A lyrical world is also created in the paintings and drawings by Jerzy Skąpski (born 1933). He is another artist that can use the same repertoire of forms to paint evangelical scenes for a church and to express himself in small, private pieces [fig. 7]. He is chiefly known for his monumental stained glass windows, which he produced for modern churches all over Poland. The extensive narration that he uses is constructed with artistic devices reminiscent of a child’s simplicity, and resembling Chagall’s compositions. Despite picturing sometimes tragic scenes, Skąpski seems to be reconciled with the world. In his painting, the Franciscan spirituality is visible: the mysticism affirmative of the whole experience of the time given to man.

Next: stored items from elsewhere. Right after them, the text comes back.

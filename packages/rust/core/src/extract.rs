//! Extraction path: read a landed page, transform it, store both metadata records.

use std::sync::Arc;

use tracing::instrument;

use docflow_shared::{DocflowError, DocumentEvent, ExtractResult, ObjectStore, Result};
use docflow_transform::extract_content;

use crate::reporter::{Stage, StageReporter};

/// Key of the general metadata record for a document.
pub fn data_object_key(document_id: &str) -> String {
    format!("{document_id}.html")
}

/// Key of the filter metadata record for a document.
pub fn metadata_object_key(document_id: &str) -> String {
    format!("{document_id}.metadata.html")
}

/// Turns landed raw pages into ground-truth metadata records.
pub struct ExtractOrchestrator {
    landing: Arc<dyn ObjectStore>,
    ground_truth: Arc<dyn ObjectStore>,
    reporter: Arc<dyn StageReporter>,
}

impl ExtractOrchestrator {
    pub fn new(
        landing: Arc<dyn ObjectStore>,
        ground_truth: Arc<dyn ObjectStore>,
        reporter: Arc<dyn StageReporter>,
    ) -> Self {
        Self {
            landing,
            ground_truth,
            reporter,
        }
    }

    /// Run the extraction path for one event carrying a `document_uri`.
    ///
    /// The data record is written before the metadata record; a failure on
    /// the second write leaves the first in place.
    #[instrument(skip_all, fields(document_id = %event.document_id(), event_type = %event.event_type()))]
    pub async fn extract(&self, event: &DocumentEvent) -> Result<ExtractResult> {
        let result = self.run(event).await;
        if let Err(e) = &result {
            self.reporter.failed(event.document_id(), e);
        }
        result
    }

    async fn run(&self, event: &DocumentEvent) -> Result<ExtractResult> {
        let document_id = event.document_id();
        if document_id.is_empty() {
            return Err(DocflowError::missing("event without document_id"));
        }
        let document_uri = event
            .document_uri()
            .filter(|uri| !uri.is_empty())
            .ok_or_else(|| DocflowError::missing("event without document_uri"))?;
        self.reporter.stage(document_id, Stage::Referenced, document_uri);

        let document = self.landing.get_document_from_uri(document_uri).await?;
        self.reporter
            .stage(document_id, Stage::Retrieved, &format!("{} fields", document.len()));

        let (general, filter) = extract_content(&document);
        self.reporter.stage(
            document_id,
            Stage::Transformed,
            &format!("{} general fields", general.len()),
        );

        let data_key = data_object_key(document_id);
        let metadata_key = metadata_object_key(document_id);

        let data_saved = self
            .ground_truth
            .save(&data_key, &general.into_content_map())
            .await?;
        let metadata_saved = self
            .ground_truth
            .save(&metadata_key, &filter.into_content_map())
            .await?;
        self.reporter.stage(
            document_id,
            Stage::Stored,
            &format!("{} {}", data_saved.uri, metadata_saved.uri),
        );

        Ok(ExtractResult {
            document_id: document_id.to_string(),
            event_type: event.event_type(),
            object_key: data_key,
        })
    }
}

#[cfg(test)]
mod tests {
    use super::*;
    use crate::reporter::tests::RecordingReporter;
    use crate::testing::{MemoryStore, content};
    use docflow_shared::{CollaboratorKind, DocumentEventType};
    use serde_json::json;

    struct Harness {
        landing: Arc<MemoryStore>,
        ground_truth: Arc<MemoryStore>,
        reporter: Arc<RecordingReporter>,
        orchestrator: ExtractOrchestrator,
    }

    fn harness(ground_truth: MemoryStore) -> Harness {
        let landing = Arc::new(MemoryStore::new("landing"));
        let ground_truth = Arc::new(ground_truth);
        let reporter = Arc::new(RecordingReporter::default());
        let orchestrator =
            ExtractOrchestrator::new(landing.clone(), ground_truth.clone(), reporter.clone());
        Harness {
            landing,
            ground_truth,
            reporter,
            orchestrator,
        }
    }

    fn landed_page() -> serde_json::Value {
        json!({
            "id": "42",
            "title": "Runbook",
            "status": "current",
            "type": "page",
            "version": { "number": 5 },
            "space": { "key": "OPS", "name": "Operaciones", "type": "global", "status": "current" },
            "body": { "storage": { "value":
                "<table><tr><th>Dominio</th><td> Riesgos </td></tr></table><p>Texto</p>"
            } }
        })
    }

    #[tokio::test]
    async fn stores_general_and_filter_records() {
        let h = harness(MemoryStore::new("ground-truth"));
        let uri = h.landing.insert("landing/42_x.json", content(landed_page()));
        let event = DocumentEvent::new("42", DocumentEventType::Updated).with_document_uri(&uri);

        let result = h.orchestrator.extract(&event).await.unwrap();

        assert_eq!(
            result,
            ExtractResult {
                document_id: "42".into(),
                event_type: DocumentEventType::Updated,
                object_key: "42.html".into(),
            }
        );
        assert_eq!(h.ground_truth.saved_keys(), vec!["42.html", "42.metadata.html"]);

        let general = h.ground_truth.object("42.html").unwrap();
        assert_eq!(general["page_id"], "42");
        assert_eq!(general["page_version_number"], 5);
        assert_eq!(general["Dominio"], "Riesgos");

        let filter = h.ground_truth.object("42.metadata.html").unwrap();
        assert_eq!(filter["metadataAttributes"]["space"], "OPS");
        assert_eq!(filter["metadataAttributes"]["ari"], "");

        assert_eq!(
            h.reporter.stages(),
            vec![Stage::Referenced, Stage::Retrieved, Stage::Transformed, Stage::Stored]
        );
    }

    #[tokio::test]
    async fn empty_uri_fails_before_storage_is_called() {
        let h = harness(MemoryStore::new("ground-truth"));

        for event in [
            DocumentEvent::new("42", DocumentEventType::Updated),
            DocumentEvent::new("42", DocumentEventType::Updated).with_document_uri(""),
        ] {
            let err = h.orchestrator.extract(&event).await.unwrap_err();
            assert!(matches!(err, DocflowError::MissingRequiredData { .. }));
        }

        assert_eq!(h.landing.read_count(), 0);
        assert!(h.ground_truth.saved_keys().is_empty());
        assert_eq!(h.reporter.failures().len(), 2);
    }

    #[tokio::test]
    async fn missing_landed_object_propagates() {
        let h = harness(MemoryStore::new("ground-truth"));
        let event = DocumentEvent::new("42", DocumentEventType::Updated)
            .with_document_uri("mem://landing/absent.json");

        let err = h.orchestrator.extract(&event).await.unwrap_err();

        assert!(matches!(
            err,
            DocflowError::Collaborator { kind: CollaboratorKind::ObjectStore, .. }
        ));
        assert!(h.ground_truth.saved_keys().is_empty());
    }

    #[tokio::test]
    async fn failed_data_write_stops_before_metadata_write() {
        let h = harness(MemoryStore::failing("ground-truth"));
        let uri = h.landing.insert("landing/42_x.json", content(landed_page()));
        let event = DocumentEvent::new("42", DocumentEventType::Updated).with_document_uri(&uri);

        assert!(h.orchestrator.extract(&event).await.is_err());
        assert_eq!(h.ground_truth.saved_keys(), vec!["42.html"]);
        assert_eq!(
            h.reporter.stages(),
            vec![Stage::Referenced, Stage::Retrieved, Stage::Transformed]
        );
    }

    #[tokio::test]
    async fn deletion_record_extracts_to_empty_fields() {
        let h = harness(MemoryStore::new("ground-truth"));
        let uri = h.landing.insert(
            "landing/42_x_deleted.json",
            content(json!({"page_id": "42", "event_type": "deleted"})),
        );
        let event = DocumentEvent::new("42", DocumentEventType::Deleted).with_document_uri(&uri);

        let result = h.orchestrator.extract(&event).await.unwrap();
        assert_eq!(result.event_type, DocumentEventType::Deleted);

        let general = h.ground_truth.object("42.html").unwrap();
        assert_eq!(general.len(), 4);
        assert_eq!(general["page_id"], "");
    }
}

A much sterner form is characteristic of paintings by Eugeniusz Mucha (1927–2012). He uses strong, expressive, “coarse” modelling, clear, intense colours, and very tight, multi-thematic composition consisting of many plots. Fascinated with folk art and provincial Baroque paintings from small wooden churches, he rejected academic knowledge and the form of socialist realism to pursue the goals of authenticity of expression and the communicative power of an artwork. All that considered, he also surprises the viewer with “fresh” and sincere religious thinking, which leads him to rich icon-creating invention in the numerous realized polychromies and in private paintings [fig. 8]. “It seems that the painter consciously humanizes religion, and brings universal, theological truths closer to the truth of individual, everyday existence (Nativity, 1972) [fig. 9]. He mixes »divine« time with »human« time. His religious art is considered »heretic« by some, and valued by others for the iconographic invention and the courage to testify to his own experience”.[17] The artistic attitude of Eugeniusz Mucha visibly relies on simple, but consistent asking of deep existential and theological questions. The answers that the artist formulates in his painting, especially in his last period, are a testimony to complete confidence in the Crucified and Resurrected Christ.

 

Impact of personalism and negative mysticism

A search for simple painting devices to express a mystical experience of trusting in God is what characterizes the works by Stanisław Rodziński (born 1940). His works are usually dark, with a strong luminist accent, which seems to be the proper carrier of the metaphysical tension. This light, which is given symbolic and expressive meaning, enters in a relation with the silhouettes of people, houses, and objects, thus creating the impression of divinization of the forms and the landscape. The effect is strengthened by the stern, thick, almost relief-like layering of paint – like the elementary, primal matter open to the act of the Spirit [fig. 10]. His painting is marked by Franciscan ascesis and simplicity, which, despite its austerity, was open to the world and the other human being. There are also hints of lessons from late Rembrandt, finding the theological foundations of his tenebrist art in negative mysticism.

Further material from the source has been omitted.